▶ **AIM OF THE EXERCISE**
Show each line of the records below where the word "Cancelling" occurs.

------------------------------------------------------------

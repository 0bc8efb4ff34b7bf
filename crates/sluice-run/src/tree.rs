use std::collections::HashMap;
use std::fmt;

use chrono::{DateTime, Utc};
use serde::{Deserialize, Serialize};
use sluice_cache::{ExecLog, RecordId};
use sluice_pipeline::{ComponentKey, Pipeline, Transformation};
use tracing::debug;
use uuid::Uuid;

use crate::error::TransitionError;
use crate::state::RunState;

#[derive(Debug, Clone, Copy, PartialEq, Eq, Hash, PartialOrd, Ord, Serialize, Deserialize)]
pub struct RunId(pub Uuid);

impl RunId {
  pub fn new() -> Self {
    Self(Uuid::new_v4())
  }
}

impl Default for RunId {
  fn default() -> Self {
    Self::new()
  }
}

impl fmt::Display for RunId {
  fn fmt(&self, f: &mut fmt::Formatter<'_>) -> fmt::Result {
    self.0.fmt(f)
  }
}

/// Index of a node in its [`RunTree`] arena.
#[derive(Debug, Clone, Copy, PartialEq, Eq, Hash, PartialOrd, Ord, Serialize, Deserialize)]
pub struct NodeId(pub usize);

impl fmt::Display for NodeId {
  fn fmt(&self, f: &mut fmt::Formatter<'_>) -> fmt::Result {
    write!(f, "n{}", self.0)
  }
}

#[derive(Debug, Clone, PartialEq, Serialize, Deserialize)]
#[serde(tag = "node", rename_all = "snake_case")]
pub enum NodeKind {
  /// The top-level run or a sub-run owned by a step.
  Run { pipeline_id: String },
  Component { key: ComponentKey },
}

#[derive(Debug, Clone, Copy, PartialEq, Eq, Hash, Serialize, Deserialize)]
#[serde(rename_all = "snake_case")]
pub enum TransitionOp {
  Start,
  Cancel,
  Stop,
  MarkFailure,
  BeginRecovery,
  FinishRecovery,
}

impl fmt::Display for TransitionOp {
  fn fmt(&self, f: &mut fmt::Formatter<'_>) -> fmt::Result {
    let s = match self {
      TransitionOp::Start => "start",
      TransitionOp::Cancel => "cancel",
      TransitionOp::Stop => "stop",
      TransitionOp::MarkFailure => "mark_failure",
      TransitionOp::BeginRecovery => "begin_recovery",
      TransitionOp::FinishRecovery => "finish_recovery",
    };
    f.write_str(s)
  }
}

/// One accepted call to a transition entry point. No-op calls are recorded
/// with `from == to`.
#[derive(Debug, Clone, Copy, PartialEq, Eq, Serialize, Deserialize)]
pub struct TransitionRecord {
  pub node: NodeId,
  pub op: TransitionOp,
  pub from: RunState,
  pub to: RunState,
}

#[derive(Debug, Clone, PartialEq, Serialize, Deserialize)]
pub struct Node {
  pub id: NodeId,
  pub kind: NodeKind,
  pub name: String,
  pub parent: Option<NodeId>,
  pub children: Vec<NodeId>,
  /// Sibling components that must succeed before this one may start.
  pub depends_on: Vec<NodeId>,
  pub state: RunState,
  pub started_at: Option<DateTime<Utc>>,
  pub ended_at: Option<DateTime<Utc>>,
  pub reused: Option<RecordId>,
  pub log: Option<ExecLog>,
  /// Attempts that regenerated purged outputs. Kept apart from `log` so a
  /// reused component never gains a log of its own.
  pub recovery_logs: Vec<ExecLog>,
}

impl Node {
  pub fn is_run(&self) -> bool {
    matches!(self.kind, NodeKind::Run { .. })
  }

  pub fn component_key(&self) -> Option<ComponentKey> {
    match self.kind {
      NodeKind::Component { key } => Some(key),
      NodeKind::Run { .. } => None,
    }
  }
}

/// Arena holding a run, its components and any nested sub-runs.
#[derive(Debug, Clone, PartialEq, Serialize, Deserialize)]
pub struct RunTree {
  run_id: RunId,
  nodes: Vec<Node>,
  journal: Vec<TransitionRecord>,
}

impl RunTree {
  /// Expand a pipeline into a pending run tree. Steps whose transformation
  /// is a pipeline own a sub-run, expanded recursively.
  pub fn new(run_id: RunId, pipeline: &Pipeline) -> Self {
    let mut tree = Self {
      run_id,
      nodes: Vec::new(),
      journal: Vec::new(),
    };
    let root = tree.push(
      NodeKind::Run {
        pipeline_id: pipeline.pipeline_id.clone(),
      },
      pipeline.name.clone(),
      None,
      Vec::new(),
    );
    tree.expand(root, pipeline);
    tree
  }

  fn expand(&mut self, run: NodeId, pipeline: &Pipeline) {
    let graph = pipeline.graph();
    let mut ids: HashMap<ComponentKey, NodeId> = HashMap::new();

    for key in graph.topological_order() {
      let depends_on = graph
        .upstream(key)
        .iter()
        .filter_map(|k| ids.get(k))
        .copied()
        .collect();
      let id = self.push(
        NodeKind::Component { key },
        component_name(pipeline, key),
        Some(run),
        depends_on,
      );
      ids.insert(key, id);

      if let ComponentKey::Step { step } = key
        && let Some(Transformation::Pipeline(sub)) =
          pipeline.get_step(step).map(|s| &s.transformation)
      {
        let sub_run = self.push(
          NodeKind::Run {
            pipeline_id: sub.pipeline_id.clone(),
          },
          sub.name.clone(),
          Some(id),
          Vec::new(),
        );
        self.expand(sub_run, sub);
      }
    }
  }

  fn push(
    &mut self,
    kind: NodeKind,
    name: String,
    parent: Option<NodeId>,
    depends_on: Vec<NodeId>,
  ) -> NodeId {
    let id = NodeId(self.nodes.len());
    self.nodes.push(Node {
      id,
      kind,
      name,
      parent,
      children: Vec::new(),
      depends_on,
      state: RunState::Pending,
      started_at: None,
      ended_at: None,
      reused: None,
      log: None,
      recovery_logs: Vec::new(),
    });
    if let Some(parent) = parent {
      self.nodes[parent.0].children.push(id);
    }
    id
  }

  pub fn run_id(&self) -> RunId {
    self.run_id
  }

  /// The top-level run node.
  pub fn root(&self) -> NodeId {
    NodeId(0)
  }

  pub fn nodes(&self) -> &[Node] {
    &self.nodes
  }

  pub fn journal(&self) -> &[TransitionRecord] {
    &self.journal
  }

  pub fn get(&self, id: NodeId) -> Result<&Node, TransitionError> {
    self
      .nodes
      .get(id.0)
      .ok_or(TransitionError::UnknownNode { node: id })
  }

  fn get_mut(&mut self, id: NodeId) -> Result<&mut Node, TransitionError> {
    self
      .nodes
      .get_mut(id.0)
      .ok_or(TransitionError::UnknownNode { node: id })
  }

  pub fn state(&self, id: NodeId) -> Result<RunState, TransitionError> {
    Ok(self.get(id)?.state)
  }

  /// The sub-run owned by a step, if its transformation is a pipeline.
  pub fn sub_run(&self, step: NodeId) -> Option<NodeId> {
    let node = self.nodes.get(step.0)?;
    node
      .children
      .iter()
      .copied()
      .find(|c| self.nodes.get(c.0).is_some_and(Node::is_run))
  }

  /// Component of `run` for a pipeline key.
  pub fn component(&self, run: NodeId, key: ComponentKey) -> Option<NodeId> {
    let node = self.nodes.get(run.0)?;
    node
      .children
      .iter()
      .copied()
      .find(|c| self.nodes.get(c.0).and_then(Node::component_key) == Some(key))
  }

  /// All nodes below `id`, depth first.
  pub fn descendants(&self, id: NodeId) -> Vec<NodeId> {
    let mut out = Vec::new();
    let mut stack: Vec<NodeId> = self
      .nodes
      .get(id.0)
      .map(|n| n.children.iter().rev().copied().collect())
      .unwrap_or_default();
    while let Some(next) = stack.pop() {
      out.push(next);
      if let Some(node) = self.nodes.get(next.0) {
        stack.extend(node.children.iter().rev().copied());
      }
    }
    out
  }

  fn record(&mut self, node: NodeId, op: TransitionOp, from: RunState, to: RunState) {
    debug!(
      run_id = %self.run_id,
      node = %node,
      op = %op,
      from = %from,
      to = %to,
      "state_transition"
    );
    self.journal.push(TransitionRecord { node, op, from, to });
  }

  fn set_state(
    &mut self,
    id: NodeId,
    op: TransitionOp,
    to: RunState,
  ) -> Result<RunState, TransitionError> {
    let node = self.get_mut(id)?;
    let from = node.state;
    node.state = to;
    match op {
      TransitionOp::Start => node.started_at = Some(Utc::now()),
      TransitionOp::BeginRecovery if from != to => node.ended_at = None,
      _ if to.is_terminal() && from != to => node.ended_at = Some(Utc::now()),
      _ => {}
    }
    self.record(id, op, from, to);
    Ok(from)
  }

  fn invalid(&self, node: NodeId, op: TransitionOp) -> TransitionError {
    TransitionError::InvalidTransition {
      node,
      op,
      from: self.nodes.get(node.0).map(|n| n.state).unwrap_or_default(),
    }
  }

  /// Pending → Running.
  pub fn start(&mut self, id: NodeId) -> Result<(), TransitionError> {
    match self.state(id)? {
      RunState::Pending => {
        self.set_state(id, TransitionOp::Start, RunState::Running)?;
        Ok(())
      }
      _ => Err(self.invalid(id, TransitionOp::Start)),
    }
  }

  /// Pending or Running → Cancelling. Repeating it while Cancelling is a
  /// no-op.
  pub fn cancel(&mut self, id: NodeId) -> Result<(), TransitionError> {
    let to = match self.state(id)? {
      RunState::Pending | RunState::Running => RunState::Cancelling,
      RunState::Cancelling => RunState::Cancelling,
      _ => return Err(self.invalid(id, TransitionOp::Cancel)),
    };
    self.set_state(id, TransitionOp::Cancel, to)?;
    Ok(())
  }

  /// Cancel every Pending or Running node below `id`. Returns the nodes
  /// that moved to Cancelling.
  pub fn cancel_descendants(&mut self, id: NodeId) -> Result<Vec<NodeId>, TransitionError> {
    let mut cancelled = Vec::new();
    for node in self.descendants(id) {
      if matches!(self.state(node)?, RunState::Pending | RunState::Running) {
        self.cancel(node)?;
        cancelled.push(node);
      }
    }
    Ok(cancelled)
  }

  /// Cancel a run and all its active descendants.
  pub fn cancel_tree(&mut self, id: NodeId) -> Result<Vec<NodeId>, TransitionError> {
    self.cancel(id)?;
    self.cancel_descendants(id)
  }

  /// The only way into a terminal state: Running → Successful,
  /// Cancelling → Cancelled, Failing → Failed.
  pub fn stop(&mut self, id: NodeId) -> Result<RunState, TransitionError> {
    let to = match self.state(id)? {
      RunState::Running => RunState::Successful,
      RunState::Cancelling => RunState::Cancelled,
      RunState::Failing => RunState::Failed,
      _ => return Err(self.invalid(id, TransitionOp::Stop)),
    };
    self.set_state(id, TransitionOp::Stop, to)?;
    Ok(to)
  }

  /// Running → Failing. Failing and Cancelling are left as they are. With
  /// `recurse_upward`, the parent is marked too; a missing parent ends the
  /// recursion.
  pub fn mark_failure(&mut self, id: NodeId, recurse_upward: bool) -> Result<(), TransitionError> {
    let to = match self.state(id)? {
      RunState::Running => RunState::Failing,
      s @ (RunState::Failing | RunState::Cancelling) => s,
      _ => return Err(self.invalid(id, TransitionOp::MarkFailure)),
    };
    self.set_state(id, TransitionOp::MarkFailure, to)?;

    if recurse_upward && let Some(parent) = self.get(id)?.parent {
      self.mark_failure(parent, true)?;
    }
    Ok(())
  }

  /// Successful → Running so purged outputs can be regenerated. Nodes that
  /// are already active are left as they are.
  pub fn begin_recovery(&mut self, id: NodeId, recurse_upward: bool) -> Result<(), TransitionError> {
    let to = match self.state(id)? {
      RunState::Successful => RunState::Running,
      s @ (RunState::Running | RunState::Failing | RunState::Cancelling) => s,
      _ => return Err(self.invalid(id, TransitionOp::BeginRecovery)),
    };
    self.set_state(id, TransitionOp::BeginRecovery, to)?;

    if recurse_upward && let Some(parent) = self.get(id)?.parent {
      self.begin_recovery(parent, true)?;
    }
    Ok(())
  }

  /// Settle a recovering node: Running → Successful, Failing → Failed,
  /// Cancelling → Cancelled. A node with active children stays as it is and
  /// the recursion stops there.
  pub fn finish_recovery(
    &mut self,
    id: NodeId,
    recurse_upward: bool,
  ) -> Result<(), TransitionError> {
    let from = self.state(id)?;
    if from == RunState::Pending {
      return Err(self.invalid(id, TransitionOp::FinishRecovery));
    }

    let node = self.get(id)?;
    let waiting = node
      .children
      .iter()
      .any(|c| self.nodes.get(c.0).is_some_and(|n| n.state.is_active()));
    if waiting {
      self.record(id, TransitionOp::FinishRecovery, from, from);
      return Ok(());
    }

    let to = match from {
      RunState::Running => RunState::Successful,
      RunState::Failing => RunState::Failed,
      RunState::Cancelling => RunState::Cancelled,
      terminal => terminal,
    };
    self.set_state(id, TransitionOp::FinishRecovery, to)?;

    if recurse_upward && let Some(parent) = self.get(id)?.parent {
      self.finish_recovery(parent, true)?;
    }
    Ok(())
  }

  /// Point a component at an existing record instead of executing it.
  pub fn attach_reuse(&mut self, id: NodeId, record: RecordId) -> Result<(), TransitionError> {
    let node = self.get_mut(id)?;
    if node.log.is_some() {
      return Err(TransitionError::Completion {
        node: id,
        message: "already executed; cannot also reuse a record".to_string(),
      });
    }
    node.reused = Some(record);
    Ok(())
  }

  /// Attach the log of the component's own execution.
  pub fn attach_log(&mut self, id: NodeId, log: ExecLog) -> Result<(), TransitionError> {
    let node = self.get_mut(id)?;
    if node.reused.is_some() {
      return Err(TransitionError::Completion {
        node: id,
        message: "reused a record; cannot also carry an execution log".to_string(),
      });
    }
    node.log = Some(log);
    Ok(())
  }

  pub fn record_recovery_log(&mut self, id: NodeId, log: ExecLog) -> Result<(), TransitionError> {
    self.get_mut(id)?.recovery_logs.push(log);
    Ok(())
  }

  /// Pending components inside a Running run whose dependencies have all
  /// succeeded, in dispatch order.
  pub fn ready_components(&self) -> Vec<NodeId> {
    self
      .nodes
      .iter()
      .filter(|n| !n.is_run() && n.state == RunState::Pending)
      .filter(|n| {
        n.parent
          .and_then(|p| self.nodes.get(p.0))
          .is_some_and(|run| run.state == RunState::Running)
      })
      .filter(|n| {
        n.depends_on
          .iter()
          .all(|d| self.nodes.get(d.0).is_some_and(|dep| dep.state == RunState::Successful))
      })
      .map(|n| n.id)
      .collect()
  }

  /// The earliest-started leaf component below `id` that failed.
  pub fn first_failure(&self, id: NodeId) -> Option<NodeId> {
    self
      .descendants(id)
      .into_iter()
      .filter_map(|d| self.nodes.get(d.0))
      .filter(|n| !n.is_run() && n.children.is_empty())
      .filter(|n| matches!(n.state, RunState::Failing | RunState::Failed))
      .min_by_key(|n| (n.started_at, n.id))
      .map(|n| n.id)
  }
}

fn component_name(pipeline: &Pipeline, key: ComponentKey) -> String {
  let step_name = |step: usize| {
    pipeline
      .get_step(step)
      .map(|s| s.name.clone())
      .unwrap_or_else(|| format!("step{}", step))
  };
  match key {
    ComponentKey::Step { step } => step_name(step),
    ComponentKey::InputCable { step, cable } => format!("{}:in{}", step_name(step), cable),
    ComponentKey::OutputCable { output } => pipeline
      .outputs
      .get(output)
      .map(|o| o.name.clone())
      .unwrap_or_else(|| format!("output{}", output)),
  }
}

------------------------------------------------------------

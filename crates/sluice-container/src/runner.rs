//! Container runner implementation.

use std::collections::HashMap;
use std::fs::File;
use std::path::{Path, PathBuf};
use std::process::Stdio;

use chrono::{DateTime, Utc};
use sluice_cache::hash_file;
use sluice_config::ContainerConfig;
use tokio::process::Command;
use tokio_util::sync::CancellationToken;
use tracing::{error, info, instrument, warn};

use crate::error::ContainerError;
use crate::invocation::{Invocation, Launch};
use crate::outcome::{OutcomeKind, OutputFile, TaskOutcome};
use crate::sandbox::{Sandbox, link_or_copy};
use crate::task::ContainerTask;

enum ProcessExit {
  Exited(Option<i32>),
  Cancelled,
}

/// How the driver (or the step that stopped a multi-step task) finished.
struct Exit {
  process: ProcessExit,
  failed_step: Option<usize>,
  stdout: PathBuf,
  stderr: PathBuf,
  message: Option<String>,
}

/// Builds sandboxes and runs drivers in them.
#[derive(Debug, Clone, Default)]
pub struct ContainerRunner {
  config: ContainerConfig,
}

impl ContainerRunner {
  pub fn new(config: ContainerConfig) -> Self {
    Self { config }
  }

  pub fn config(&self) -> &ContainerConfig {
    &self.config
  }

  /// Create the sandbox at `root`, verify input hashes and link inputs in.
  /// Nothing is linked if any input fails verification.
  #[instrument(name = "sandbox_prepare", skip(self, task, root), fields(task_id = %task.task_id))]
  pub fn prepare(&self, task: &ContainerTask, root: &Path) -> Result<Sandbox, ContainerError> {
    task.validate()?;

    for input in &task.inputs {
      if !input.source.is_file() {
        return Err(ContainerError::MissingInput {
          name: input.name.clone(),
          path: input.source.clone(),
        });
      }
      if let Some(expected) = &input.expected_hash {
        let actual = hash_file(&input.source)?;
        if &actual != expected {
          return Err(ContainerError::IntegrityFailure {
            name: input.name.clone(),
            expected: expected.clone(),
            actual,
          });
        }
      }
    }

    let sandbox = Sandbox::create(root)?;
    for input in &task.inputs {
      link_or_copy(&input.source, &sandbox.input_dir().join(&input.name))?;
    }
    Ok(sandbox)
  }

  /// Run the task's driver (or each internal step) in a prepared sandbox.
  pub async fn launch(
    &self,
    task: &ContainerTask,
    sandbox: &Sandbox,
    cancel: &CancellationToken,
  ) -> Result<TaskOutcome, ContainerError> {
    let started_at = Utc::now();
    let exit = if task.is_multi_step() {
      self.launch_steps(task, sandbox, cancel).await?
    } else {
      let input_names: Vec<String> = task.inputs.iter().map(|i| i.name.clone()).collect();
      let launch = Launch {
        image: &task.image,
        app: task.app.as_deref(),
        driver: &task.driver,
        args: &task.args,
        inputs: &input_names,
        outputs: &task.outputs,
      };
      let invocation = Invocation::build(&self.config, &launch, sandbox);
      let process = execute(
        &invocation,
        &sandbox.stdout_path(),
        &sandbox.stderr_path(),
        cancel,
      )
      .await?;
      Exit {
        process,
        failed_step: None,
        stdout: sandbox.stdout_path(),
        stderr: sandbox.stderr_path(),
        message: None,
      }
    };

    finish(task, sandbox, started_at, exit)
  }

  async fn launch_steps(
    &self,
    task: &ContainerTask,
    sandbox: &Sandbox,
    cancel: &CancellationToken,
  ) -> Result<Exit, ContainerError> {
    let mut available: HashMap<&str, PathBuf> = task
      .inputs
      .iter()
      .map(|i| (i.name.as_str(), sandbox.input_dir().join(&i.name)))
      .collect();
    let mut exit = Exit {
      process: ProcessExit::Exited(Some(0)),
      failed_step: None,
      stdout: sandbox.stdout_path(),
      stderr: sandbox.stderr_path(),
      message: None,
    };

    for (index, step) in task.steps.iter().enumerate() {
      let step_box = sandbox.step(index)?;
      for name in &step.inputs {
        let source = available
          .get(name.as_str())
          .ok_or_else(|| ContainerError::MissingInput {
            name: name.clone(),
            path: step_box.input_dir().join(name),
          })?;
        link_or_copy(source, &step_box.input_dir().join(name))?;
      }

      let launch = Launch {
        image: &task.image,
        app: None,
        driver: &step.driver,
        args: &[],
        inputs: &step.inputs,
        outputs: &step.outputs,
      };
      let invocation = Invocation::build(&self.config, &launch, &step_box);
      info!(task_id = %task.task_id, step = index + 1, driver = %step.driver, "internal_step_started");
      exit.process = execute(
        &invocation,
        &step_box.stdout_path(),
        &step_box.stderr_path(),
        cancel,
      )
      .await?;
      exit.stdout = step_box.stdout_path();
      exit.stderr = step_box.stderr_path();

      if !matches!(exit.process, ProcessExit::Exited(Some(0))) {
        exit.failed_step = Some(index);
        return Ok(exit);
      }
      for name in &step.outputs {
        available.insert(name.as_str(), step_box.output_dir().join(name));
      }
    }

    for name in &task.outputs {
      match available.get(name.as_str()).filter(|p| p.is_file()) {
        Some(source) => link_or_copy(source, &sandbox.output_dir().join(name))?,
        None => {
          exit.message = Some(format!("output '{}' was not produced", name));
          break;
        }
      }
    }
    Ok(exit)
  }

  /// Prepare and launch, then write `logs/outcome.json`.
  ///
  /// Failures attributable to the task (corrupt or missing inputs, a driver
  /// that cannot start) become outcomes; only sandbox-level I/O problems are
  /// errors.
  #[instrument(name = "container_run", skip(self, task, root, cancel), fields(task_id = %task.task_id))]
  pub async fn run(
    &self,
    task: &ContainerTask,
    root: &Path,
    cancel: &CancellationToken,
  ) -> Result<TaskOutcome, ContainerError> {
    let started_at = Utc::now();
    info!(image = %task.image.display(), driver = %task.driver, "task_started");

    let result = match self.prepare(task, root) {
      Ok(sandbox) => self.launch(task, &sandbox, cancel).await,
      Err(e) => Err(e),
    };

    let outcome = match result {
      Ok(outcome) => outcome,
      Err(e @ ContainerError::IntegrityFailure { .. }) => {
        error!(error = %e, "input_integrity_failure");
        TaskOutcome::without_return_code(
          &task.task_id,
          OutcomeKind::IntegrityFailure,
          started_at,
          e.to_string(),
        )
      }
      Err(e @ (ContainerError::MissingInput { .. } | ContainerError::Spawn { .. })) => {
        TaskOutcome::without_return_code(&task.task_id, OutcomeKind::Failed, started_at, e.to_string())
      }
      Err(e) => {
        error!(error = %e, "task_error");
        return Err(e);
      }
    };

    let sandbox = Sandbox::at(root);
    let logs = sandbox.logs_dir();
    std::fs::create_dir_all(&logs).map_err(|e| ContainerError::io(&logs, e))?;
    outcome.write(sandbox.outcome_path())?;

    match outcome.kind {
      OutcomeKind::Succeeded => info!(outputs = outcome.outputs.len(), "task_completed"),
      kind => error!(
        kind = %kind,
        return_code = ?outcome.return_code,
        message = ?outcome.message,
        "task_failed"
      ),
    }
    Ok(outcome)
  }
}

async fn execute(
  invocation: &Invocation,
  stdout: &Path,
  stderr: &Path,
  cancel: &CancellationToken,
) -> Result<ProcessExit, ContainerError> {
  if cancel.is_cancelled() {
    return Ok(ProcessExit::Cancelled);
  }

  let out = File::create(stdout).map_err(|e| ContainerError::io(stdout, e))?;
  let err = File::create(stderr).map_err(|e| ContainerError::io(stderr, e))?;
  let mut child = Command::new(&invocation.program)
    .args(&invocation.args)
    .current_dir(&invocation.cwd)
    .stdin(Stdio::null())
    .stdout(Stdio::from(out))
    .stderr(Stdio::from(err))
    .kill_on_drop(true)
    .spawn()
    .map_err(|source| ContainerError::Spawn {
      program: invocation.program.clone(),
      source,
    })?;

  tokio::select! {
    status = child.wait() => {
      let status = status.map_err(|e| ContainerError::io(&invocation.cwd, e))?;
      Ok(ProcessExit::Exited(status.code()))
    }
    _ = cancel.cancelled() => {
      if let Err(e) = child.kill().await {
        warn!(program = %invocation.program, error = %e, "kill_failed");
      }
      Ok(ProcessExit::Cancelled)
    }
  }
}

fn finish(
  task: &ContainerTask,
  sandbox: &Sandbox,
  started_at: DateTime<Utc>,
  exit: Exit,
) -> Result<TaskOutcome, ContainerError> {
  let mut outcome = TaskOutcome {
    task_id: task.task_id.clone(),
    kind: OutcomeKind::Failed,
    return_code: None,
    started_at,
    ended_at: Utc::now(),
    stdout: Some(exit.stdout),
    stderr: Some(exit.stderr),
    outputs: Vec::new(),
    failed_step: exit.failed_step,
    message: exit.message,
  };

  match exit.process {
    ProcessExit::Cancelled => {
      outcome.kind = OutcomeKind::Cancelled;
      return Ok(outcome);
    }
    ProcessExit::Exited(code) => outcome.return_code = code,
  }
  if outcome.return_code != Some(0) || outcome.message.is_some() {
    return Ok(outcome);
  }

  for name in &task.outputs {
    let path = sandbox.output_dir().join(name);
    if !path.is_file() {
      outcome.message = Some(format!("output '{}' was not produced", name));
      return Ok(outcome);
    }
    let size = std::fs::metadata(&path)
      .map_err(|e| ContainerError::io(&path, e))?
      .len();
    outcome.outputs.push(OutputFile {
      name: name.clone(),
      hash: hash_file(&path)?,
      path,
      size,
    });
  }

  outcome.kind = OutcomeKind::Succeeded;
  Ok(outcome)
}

------------------------------------------------------------

▶ **WRITTEN RESPONSE**
  /// Pending or Running → Cancelling. Repeating it while Cancelling is a
      RunState::Pending | RunState::Running => RunState::Cancelling,
      RunState::Cancelling => RunState::Cancelling,
  /// that moved to Cancelling.
  /// Cancelling → Cancelled, Failing → Failed.
      RunState::Cancelling => RunState::Cancelled,
  /// Running → Failing. Failing and Cancelling are left as they are. With
      s @ (RunState::Failing | RunState::Cancelling) => s,
      s @ (RunState::Running | RunState::Failing | RunState::Cancelling) => s,
  /// Cancelling → Cancelled. A node with active children stays as it is and
      RunState::Cancelling => RunState::Cancelled,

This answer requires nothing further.